TASK DIRECTIONS » Find the word "fails" in the material below and gather every line that contains it.

INPUT MATERIAL »
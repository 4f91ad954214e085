//! Document store and inverted index.
//!
//! Two mappings describe the same postings from opposite sides:
//! - term -> (doc id -> tf), split into shards by term hash
//! - doc id -> (term -> tf)
//!
//! They are kept exact transposes of each other. Scoring walks the first,
//! removal walks the second to find which posting lists to touch.
//!
//! The index is single-writer: mutation takes `&mut self`, so no read can
//! overlap an add or a removal.

use crate::config::SearchConfig;
use crate::error::{Result, SearchError};
use crate::query::ExecutionPolicy;
use crate::term_pool::{Term, TermPool};
use crate::tokenizer::{is_valid_text, split_into_words, unique_non_empty};
use crate::{DocId, DocumentStatus};
use rayon::prelude::*;
use std::collections::hash_map::DefaultHasher;
use std::collections::{btree_map, BTreeMap, BTreeSet};
use std::hash::{Hash, Hasher};
use std::iter::Copied;

/// term -> term frequency for one document.
pub type Frequencies = BTreeMap<Term, f64>;

/// doc id -> term frequency for one term.
pub(crate) type PostingList = BTreeMap<DocId, f64>;

#[derive(Debug, Clone, Copy, PartialEq, Eq)]
pub struct DocMeta {
    /// Integer-truncated mean of the ratings given on insert.
    pub rating: i32,
    pub status: DocumentStatus,
}

/// Inverted mapping partitioned by term hash.
///
/// Each shard is an independent map, so the parallel removal path can hand
/// every shard to at most one worker.
#[derive(Debug)]
struct TermShards {
    shards: Vec<BTreeMap<Term, PostingList>>,
}

impl TermShards {
    fn new(count: usize) -> Self {
        Self { shards: (0..count).map(|_| BTreeMap::new()).collect() }
    }

    fn shard_of(&self, term: &str) -> usize {
        let mut hasher = DefaultHasher::new();
        term.hash(&mut hasher);
        (hasher.finish() % self.shards.len() as u64) as usize
    }

    fn get(&self, term: &str) -> Option<&PostingList> {
        self.shards[self.shard_of(term)].get(term)
    }

    fn insert(&mut self, term: &Term, id: DocId, tf: f64) {
        let shard = self.shard_of(term);
        self.shards[shard].entry(Term::clone(term)).or_default().insert(id, tf);
    }

    fn remove(&mut self, term: &str, id: DocId) {
        let shard = self.shard_of(term);
        remove_posting(&mut self.shards[shard], term, id);
    }

    fn par_remove<'t, I>(&mut self, terms: I, id: DocId)
    where
        I: IntoIterator<Item = &'t Term>,
    {
        let mut by_shard: Vec<Vec<&Term>> = vec![Vec::new(); self.shards.len()];
        for term in terms {
            by_shard[self.shard_of(term)].push(term);
        }
        self.shards
            .par_iter_mut()
            .zip(by_shard.into_par_iter())
            .filter(|(_, terms)| !terms.is_empty())
            .for_each(|(shard, terms)| {
                for term in terms {
                    remove_posting(shard, term, id);
                }
            });
    }

    fn iter(&self) -> impl Iterator<Item = (&Term, &PostingList)> + '_ {
        self.shards.iter().flat_map(|shard| shard.iter())
    }
}

fn remove_posting(shard: &mut BTreeMap<Term, PostingList>, term: &str, id: DocId) {
    if let Some(postings) = shard.get_mut(term) {
        postings.remove(&id);
        if postings.is_empty() {
            shard.remove(term);
        }
    }
}

fn average_rating(ratings: &[i32]) -> i32 {
    if ratings.is_empty() {
        return 0;
    }
    let sum: i64 = ratings.iter().map(|&r| i64::from(r)).sum();
    (sum / ratings.len() as i64) as i32
}

#[derive(Debug)]
pub struct SearchIndex {
    config: SearchConfig,
    stop_words: BTreeSet<String>,
    terms: TermPool,
    postings: TermShards,
    doc_terms: BTreeMap<DocId, Frequencies>,
    docs: BTreeMap<DocId, DocMeta>,
}

impl SearchIndex {
    pub fn new<I, S>(stop_words: I) -> Result<Self>
    where
        I: IntoIterator<Item = S>,
        S: AsRef<str>,
    {
        Self::with_config(stop_words, SearchConfig::default())
    }

    /// Build an index whose stop words are the space separated words of `text`.
    pub fn from_stop_words_text(text: &str) -> Result<Self> {
        Self::new(split_into_words(text))
    }

    pub fn with_config<I, S>(stop_words: I, config: SearchConfig) -> Result<Self>
    where
        I: IntoIterator<Item = S>,
        S: AsRef<str>,
    {
        config.validate()?;
        let stop_words = unique_non_empty(stop_words);
        if let Some(word) = stop_words.iter().find(|w| !is_valid_text(w)) {
            return Err(SearchError::InvalidStopWord { word: word.clone() });
        }
        Ok(Self {
            postings: TermShards::new(config.term_shards),
            config,
            stop_words,
            terms: TermPool::new(),
            doc_terms: BTreeMap::new(),
            docs: BTreeMap::new(),
        })
    }

    pub fn add_document(
        &mut self,
        id: DocId,
        text: &str,
        status: DocumentStatus,
        ratings: &[i32],
    ) -> Result<()> {
        if id < 0 {
            return Err(SearchError::InvalidId { id });
        }
        if self.docs.contains_key(&id) {
            return Err(SearchError::DuplicateId { id });
        }
        if !is_valid_text(text) {
            return Err(SearchError::InvalidText);
        }

        let mut counts: BTreeMap<&str, usize> = BTreeMap::new();
        let mut total = 0usize;
        for word in split_into_words(text).filter(|w| !self.stop_words.contains(*w)) {
            *counts.entry(word).or_insert(0) += 1;
            total += 1;
        }

        let mut frequencies = Frequencies::new();
        for (word, count) in counts {
            let term = self.terms.intern(word);
            let tf = count as f64 / total as f64;
            self.postings.insert(&term, id, tf);
            frequencies.insert(term, tf);
        }

        tracing::debug!(id, terms = frequencies.len(), words = total, "document added");
        self.doc_terms.insert(id, frequencies);
        self.docs.insert(id, DocMeta { rating: average_rating(ratings), status });
        Ok(())
    }

    pub fn remove_document(&mut self, id: DocId) -> Result<()> {
        self.remove_document_with(ExecutionPolicy::Sequential, id)
    }

    /// Retract every posting of `id` from both mappings.
    ///
    /// The parallel policy groups the document's terms by shard and clears each
    /// shard on its own worker.
    pub fn remove_document_with(&mut self, policy: ExecutionPolicy, id: DocId) -> Result<()> {
        if !self.docs.contains_key(&id) {
            return Err(SearchError::UnknownId { id });
        }
        let frequencies = self.doc_terms.remove(&id).unwrap_or_default();
        match policy {
            ExecutionPolicy::Sequential => {
                for term in frequencies.keys() {
                    self.postings.remove(term, id);
                }
            }
            ExecutionPolicy::Parallel => self.postings.par_remove(frequencies.keys(), id),
        }
        self.docs.remove(&id);
        tracing::debug!(id, terms = frequencies.len(), ?policy, "document removed");
        Ok(())
    }

    /// Term frequencies of a live document.
    pub fn word_frequencies(&self, id: DocId) -> Result<&Frequencies> {
        self.doc_terms.get(&id).ok_or(SearchError::UnknownId { id })
    }

    pub fn document_status(&self, id: DocId) -> Result<DocumentStatus> {
        self.docs
            .get(&id)
            .map(|meta| meta.status)
            .ok_or(SearchError::UnknownId { id })
    }

    /// Live document ids in ascending order.
    pub fn document_ids(&self) -> Copied<btree_map::Keys<'_, DocId, DocMeta>> {
        self.docs.keys().copied()
    }

    pub fn document_count(&self) -> usize {
        self.docs.len()
    }

    /// Number of interned terms, including terms whose documents are all gone.
    pub fn term_count(&self) -> usize {
        self.terms.len()
    }

    pub fn stop_words(&self) -> &BTreeSet<String> {
        &self.stop_words
    }

    pub fn config(&self) -> &SearchConfig {
        &self.config
    }

    pub(crate) fn postings(&self, term: &str) -> Option<&PostingList> {
        self.postings.get(term)
    }

    pub(crate) fn meta(&self, id: DocId) -> Result<DocMeta> {
        self.docs
            .get(&id)
            .copied()
            .ok_or_else(|| SearchError::Inconsistent(format!("posting for unknown document {id}")))
    }

    /// Verify that the inverted and forward mappings are transposes of each
    /// other and that both agree with the set of live ids.
    pub fn check_consistency(&self) -> Result<()> {
        if !self.doc_terms.keys().eq(self.docs.keys()) {
            return Err(SearchError::Inconsistent(
                "forward mapping and metadata hold different ids".into(),
            ));
        }
        let mut inverted_entries = 0usize;
        for (term, postings) in self.postings.iter() {
            if postings.is_empty() {
                return Err(SearchError::Inconsistent(format!("empty posting list for {term:?}")));
            }
            for (id, tf) in postings {
                inverted_entries += 1;
                let forward = self.doc_terms.get(id).and_then(|f| f.get(term));
                if forward != Some(tf) {
                    return Err(SearchError::Inconsistent(format!(
                        "posting ({term:?}, {id}) has no matching forward entry"
                    )));
                }
            }
        }
        let forward_entries: usize = self.doc_terms.values().map(BTreeMap::len).sum();
        if forward_entries != inverted_entries {
            return Err(SearchError::Inconsistent(format!(
                "{forward_entries} forward entries vs {inverted_entries} postings"
            )));
        }
        Ok(())
    }
}

impl<'a> IntoIterator for &'a SearchIndex {
    type Item = DocId;
    type IntoIter = Copied<btree_map::Keys<'a, DocId, DocMeta>>;

    fn into_iter(self) -> Self::IntoIter {
        self.document_ids()
    }
}
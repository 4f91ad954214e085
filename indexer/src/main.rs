use anyhow::{Context, Result};
use clap::{Args, Parser, Subcommand};
use search_core::{
    process_queries, remove_duplicates, DocumentStatus, ExecutionPolicy, LogDuration, SearchConfig,
    SearchIndex,
};
use serde::Deserialize;
use tracing_subscriber::{fmt, EnvFilter};
use walkdir::WalkDir;

use std::fs::{self, File};
use std::io::{BufRead, BufReader};
use std::path::{Path, PathBuf};

#[derive(Debug, Deserialize)]
struct InputDoc {
    id: i32,
    text: String,
    #[serde(default)]
    status: DocumentStatus,
    #[serde(default)]
    ratings: Vec<i32>,
}

#[derive(Parser)]
#[command(name = "indexer")]
#[command(about = "Load documents into a TF-IDF index and query it", long_about = None)]
struct Cli {
    #[command(subcommand)]
    command: Commands,
}

#[derive(Args)]
struct IndexArgs {
    /// Input path (JSON/JSONL file or a directory of them)
    #[arg(long)]
    input: String,
    /// Space separated stop words
    #[arg(long, default_value = "")]
    stop_words: String,
    /// Optional JSON file with search settings
    #[arg(long)]
    config: Option<PathBuf>,
    /// Use the parallel implementation
    #[arg(long, default_value_t = false)]
    parallel: bool,
}

impl IndexArgs {
    fn policy(&self) -> ExecutionPolicy {
        if self.parallel {
            ExecutionPolicy::Parallel
        } else {
            ExecutionPolicy::Sequential
        }
    }
}

#[derive(Subcommand)]
enum Commands {
    /// Print the top documents for a query
    Search {
        #[command(flatten)]
        index: IndexArgs,
        /// Query text; prefix a word with '-' to exclude documents containing it
        #[arg(long)]
        query: String,
        /// Only return documents with this status
        #[arg(long, value_parser = parse_status, default_value = "ACTUAL")]
        status: DocumentStatus,
    },
    /// Print the query words found in one document
    Match {
        #[command(flatten)]
        index: IndexArgs,
        #[arg(long)]
        query: String,
        #[arg(long)]
        id: i32,
    },
    /// Remove documents that repeat the word set of an earlier document
    Dedup {
        #[command(flatten)]
        index: IndexArgs,
    },
    /// Run every line of a file as a query, concurrently
    Batch {
        #[command(flatten)]
        index: IndexArgs,
        /// File with one query per line
        #[arg(long)]
        queries: PathBuf,
    },
}

fn parse_status(s: &str) -> Result<DocumentStatus, String> {
    serde_json::from_value(serde_json::Value::String(s.to_ascii_uppercase()))
        .map_err(|_| {
            format!("unknown status {s:?}, expected ACTUAL, IRRELEVANT, BANNED or REMOVED")
        })
}

fn main() -> Result<()> {
    fmt().with_env_filter(EnvFilter::from_default_env()).init();
    let cli = Cli::parse();

    match cli.command {
        Commands::Search { index, query, status } => {
            let idx = load_index(&index)?;
            let top = idx.find_top_documents_with_status(index.policy(), &query, status)?;
            if top.is_empty() {
                println!("no documents found");
            }
            for doc in top {
                println!("{doc}");
            }
        }
        Commands::Match { index, query, id } => {
            let idx = load_index(&index)?;
            let (words, status) = idx
                .match_document_with(index.policy(), &query, id)
                .with_context(|| format!("matching document {id}"))?;
            let words: Vec<&str> = words.iter().map(|w| &**w).collect();
            println!("{{ document_id = {id}, status = {status:?}, words = {words:?} }}");
        }
        Commands::Dedup { index } => {
            let mut idx = load_index(&index)?;
            let removed = remove_duplicates(&mut idx)?;
            for id in &removed {
                println!("Found duplicate document id {id}");
            }
            tracing::info!(
                removed = removed.len(),
                remaining = idx.document_count(),
                "dedup complete"
            );
        }
        Commands::Batch { index, queries } => {
            let idx = load_index(&index)?;
            let text = fs::read_to_string(&queries)
                .with_context(|| format!("reading queries from {}", queries.display()))?;
            let lines: Vec<&str> = text.lines().filter(|l| !l.trim().is_empty()).collect();
            for (query, top) in lines.iter().zip(process_queries(&idx, &lines)?) {
                println!("{query}:");
                for doc in top {
                    println!("  {doc}");
                }
            }
        }
    }
    Ok(())
}

fn load_config(path: Option<&Path>) -> Result<SearchConfig> {
    match path {
        Some(path) => {
            let f = File::open(path).with_context(|| format!("opening config {}", path.display()))?;
            let config: SearchConfig = serde_json::from_reader(BufReader::new(f))
                .with_context(|| format!("parsing config {}", path.display()))?;
            Ok(config)
        }
        None => Ok(SearchConfig::default()),
    }
}

fn load_index(args: &IndexArgs) -> Result<SearchIndex> {
    let _timer = LogDuration::new("load index");
    let config = load_config(args.config.as_deref())?;
    let stop_words: Vec<&str> = args.stop_words.split(' ').collect();
    let mut idx = SearchIndex::with_config(stop_words, config)?;

    for file in input_files(Path::new(&args.input)) {
        if file.extension().and_then(|s| s.to_str()) == Some("jsonl") {
            index_jsonl(&file, &mut idx)?;
        } else {
            index_json(&file, &mut idx)?;
        }
    }
    tracing::info!(
        input = %args.input,
        num_docs = idx.document_count(),
        num_terms = idx.term_count(),
        "ingested documents"
    );
    Ok(idx)
}

fn input_files(input_path: &Path) -> Vec<PathBuf> {
    let mut files: Vec<PathBuf> = Vec::new();
    if input_path.is_dir() {
        let entries = WalkDir::new(input_path).sort_by_file_name().into_iter();
        for entry in entries.filter_map(|e| e.ok()) {
            let p = entry.path();
            if p.is_file() {
                if let Some(ext) = p.extension().and_then(|s| s.to_str()) {
                    if matches!(ext, "json" | "jsonl") {
                        files.push(p.to_path_buf());
                    }
                }
            }
        }
    } else if input_path.is_file() {
        files.push(input_path.to_path_buf());
    }
    files
}

fn index_jsonl(file: &Path, idx: &mut SearchIndex) -> Result<()> {
    let f = File::open(file).with_context(|| format!("opening {}", file.display()))?;
    let reader = BufReader::new(f);
    for (line_no, line) in reader.lines().enumerate() {
        let line = line?;
        if line.trim().is_empty() {
            continue;
        }
        let doc: InputDoc = serde_json::from_str(&line)
            .with_context(|| format!("{}:{}", file.display(), line_no + 1))?;
        ingest_doc(doc, idx)?;
    }
    Ok(())
}

fn index_json(file: &Path, idx: &mut SearchIndex) -> Result<()> {
    let f = File::open(file).with_context(|| format!("opening {}", file.display()))?;
    let reader = BufReader::new(f);
    let json: serde_json::Value = serde_json::from_reader(reader)?;
    match json {
        serde_json::Value::Array(arr) => {
            for v in arr {
                let doc: InputDoc = serde_json::from_value(v)?;
                ingest_doc(doc, idx)?;
            }
        }
        serde_json::Value::Object(_) => {
            let doc: InputDoc = serde_json::from_value(json)?;
            ingest_doc(doc, idx)?;
        }
        _ => {}
    }
    Ok(())
}

fn ingest_doc(doc: InputDoc, idx: &mut SearchIndex) -> Result<()> {
    idx.add_document(doc.id, &doc.text, doc.status, &doc.ratings)
        .with_context(|| format!("adding document {}", doc.id))
}

#[cfg(test)]
mod tests {
    use super::*;
    use tempfile::tempdir;

    fn args(input: &Path) -> IndexArgs {
        IndexArgs {
            input: input.to_string_lossy().to_string(),
            stop_words: "и в".into(),
            config: None,
            parallel: false,
        }
    }

    #[test]
    fn loads_json_and_jsonl_from_directory() {
        let dir = tempdir().unwrap();
        fs::write(
            dir.path().join("a.jsonl"),
            "{\"id\": 0, \"text\": \"белый кот и модный ошейник\", \"ratings\": [8, -3]}\n\n\
             {\"id\": 1, \"text\": \"пушистый кот пушистый хвост\", \"status\": \"ACTUAL\", \"ratings\": [7, 2, 7]}\n",
        )
        .unwrap();
        fs::write(
            dir.path().join("b.json"),
            r#"[{"id": 2, "text": "ухоженный пёс выразительные глаза", "status": "BANNED"}]"#,
        )
        .unwrap();
        fs::write(dir.path().join("notes.txt"), "ignored").unwrap();

        let idx = load_index(&args(dir.path())).unwrap();
        assert_eq!(idx.document_count(), 3);
        assert_eq!(idx.document_status(2).unwrap(), DocumentStatus::Banned);
        let top = idx.find_top_documents("пушистый кот").unwrap();
        assert_eq!(top.iter().map(|d| d.id).collect::<Vec<_>>(), vec![1, 0]);
    }

    #[test]
    fn duplicate_id_reports_context() {
        let dir = tempdir().unwrap();
        let file = dir.path().join("docs.jsonl");
        fs::write(&file, "{\"id\": 1, \"text\": \"cat\"}\n{\"id\": 1, \"text\": \"dog\"}\n")
            .unwrap();
        let err = load_index(&args(&file)).unwrap_err();
        assert!(format!("{err:#}").contains("adding document 1"));
    }

    #[test]
    fn config_file_overrides_defaults() {
        let dir = tempdir().unwrap();
        let path = dir.path().join("config.json");
        fs::write(&path, r#"{"max_results": 1}"#).unwrap();
        let config = load_config(Some(&path)).unwrap();
        assert_eq!(config.max_results, 1);
        assert_eq!(config.accumulator_buckets, SearchConfig::default().accumulator_buckets);
    }

    #[test]
    fn status_flag_is_case_insensitive() {
        assert_eq!(parse_status("banned"), Ok(DocumentStatus::Banned));
        assert!(parse_status("gone").is_err());
    }
}
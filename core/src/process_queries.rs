//! Run many queries against one index at once.

use crate::error::Result;
use crate::index::SearchIndex;
use crate::timing::LogDuration;
use crate::Document;
use rayon::prelude::*;

/// Top documents for every query, in query order.
///
/// Queries run concurrently on the rayon pool. If any query fails to parse the
/// whole batch fails with one of the errors.
pub fn process_queries<S>(index: &SearchIndex, queries: &[S]) -> Result<Vec<Vec<Document>>>
where
    S: AsRef<str> + Sync,
{
    let _timer = LogDuration::new(format!("process {} queries", queries.len()));
    queries
        .par_iter()
        .map(|query| index.find_top_documents(query.as_ref()))
        .collect()
}

/// Like [`process_queries`] with all result lists concatenated.
pub fn process_queries_joined<S>(index: &SearchIndex, queries: &[S]) -> Result<Vec<Document>>
where
    S: AsRef<str> + Sync,
{
    Ok(process_queries(index, queries)?.into_iter().flatten().collect())
}
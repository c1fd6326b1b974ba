use crate::application::auth::token_utils::{TokenResponse, issue_tokens};
use crate::domain::password::PasswordHasher;
use crate::domain::tokens::TokenCodec;
use crate::domain::users::UserRepository;
use crate::shared::error::AppError;
use serde::Deserialize;
use std::sync::Arc;
use validator::Validate;

#[derive(Debug, Deserialize, Validate, utoipa::ToSchema)]
pub struct LoginRequest {
    #[validate(length(min = 1, message = "Login is required"))]
    pub login: String,

    #[validate(length(min = 1, message = "Password is required"))]
    pub password: String,
}

pub type LoginResponse = TokenResponse;

pub struct LoginUseCase {
    user_repo: Arc<dyn UserRepository>,
    tokens: Arc<dyn TokenCodec>,
    password: Arc<dyn PasswordHasher>,
    access_token_expiry: i64,
    refresh_token_expiry: i64,
}

impl LoginUseCase {
    pub fn new(
        user_repo: Arc<dyn UserRepository>,
        tokens: Arc<dyn TokenCodec>,
        password: Arc<dyn PasswordHasher>,
        access_token_expiry: i64,
        refresh_token_expiry: i64,
    ) -> Self {
        Self {
            user_repo,
            tokens,
            password,
            access_token_expiry,
            refresh_token_expiry,
        }
    }

    #[tracing::instrument(skip(self, req), fields(login = %req.login))]
    pub async fn execute(&self, req: LoginRequest) -> Result<LoginResponse, AppError> {
        // Unknown and disabled users fall out here; the outcome is the same
        // as a wrong password so login cannot enumerate accounts.
        let user = self
            .user_repo
            .find_by_login(&req.login)
            .await
            .map_err(AppError::Internal)?
            .ok_or(AppError::InvalidCredentials)?;

        // Argon2 is deliberately slow; keep it off the async workers.
        let hasher = self.password.clone();
        let password = req.password;
        let hash = user.password_hash.clone();
        let valid = tokio::task::spawn_blocking(move || hasher.verify_password(&password, &hash))
            .await
            .map_err(|e| AppError::Internal(anyhow::anyhow!("verify task failed: {e}")))?
            .map_err(AppError::Internal)?;

        if !valid {
            return Err(AppError::InvalidCredentials);
        }

        issue_tokens(
            user.id,
            &self.tokens,
            &self.user_repo,
            self.access_token_expiry,
            self.refresh_token_expiry,
        )
        .await
    }
}
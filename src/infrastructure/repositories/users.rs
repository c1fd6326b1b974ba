use crate::domain::users::{CreateUserError, NewUser, User, UserRepository};
use crate::infrastructure::db::DbPool;
use async_trait::async_trait;

#[derive(Clone)]
pub struct PostgresUserRepository {
    pool: DbPool,
}

impl PostgresUserRepository {
    pub fn new(pool: DbPool) -> Self {
        Self { pool }
    }
}

#[async_trait]
impl UserRepository for PostgresUserRepository {
    async fn create(&self, new_user: NewUser) -> Result<User, CreateUserError> {
        let user = sqlx::query_as::<_, User>(
            r#"
            INSERT INTO users (login, password_hash)
            VALUES ($1, $2)
            RETURNING id, login, password_hash, refresh_token, disabled, created_at
            "#,
        )
        .bind(new_user.login)
        .bind(new_user.password_hash)
        .fetch_one(&self.pool)
        .await
        .map_err(|e| match e {
            sqlx::Error::Database(db) if db.is_unique_violation() => CreateUserError::LoginTaken,
            e => CreateUserError::Other(e.into()),
        })?;

        Ok(user)
    }

    async fn find_by_id(&self, id: i64) -> Result<Option<User>, anyhow::Error> {
        let user = sqlx::query_as::<_, User>(
            r#"
            SELECT id, login, password_hash, refresh_token, disabled, created_at
            FROM users
            WHERE id = $1 AND disabled = FALSE
            "#,
        )
        .bind(id)
        .fetch_optional(&self.pool)
        .await?;

        Ok(user)
    }

    async fn find_by_login(&self, login: &str) -> Result<Option<User>, anyhow::Error> {
        let user = sqlx::query_as::<_, User>(
            r#"
            SELECT id, login, password_hash, refresh_token, disabled, created_at
            FROM users
            WHERE login = $1 AND disabled = FALSE
            "#,
        )
        .bind(login)
        .fetch_optional(&self.pool)
        .await?;

        Ok(user)
    }

    async fn update_refresh_token(
        &self,
        id: i64,
        token_hash: &str,
    ) -> Result<bool, anyhow::Error> {
        let result = sqlx::query(
            r#"
            UPDATE users
            SET refresh_token = $2
            WHERE id = $1 AND disabled = FALSE
            "#,
        )
        .bind(id)
        .bind(token_hash)
        .execute(&self.pool)
        .await?;

        Ok(result.rows_affected() > 0)
    }

    async fn disable(&self, id: i64) -> Result<bool, anyhow::Error> {
        let result = sqlx::query(
            r#"
            UPDATE users
            SET disabled = TRUE, refresh_token = ''
            WHERE id = $1 AND disabled = FALSE
            "#,
        )
        .bind(id)
        .execute(&self.pool)
        .await?;

        Ok(result.rows_affected() > 0)
    }
}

WRITTEN ANSWER »
/// Queries run concurrently on the rayon pool. If any query fails to parse the
/// whole batch fails with one of the errors.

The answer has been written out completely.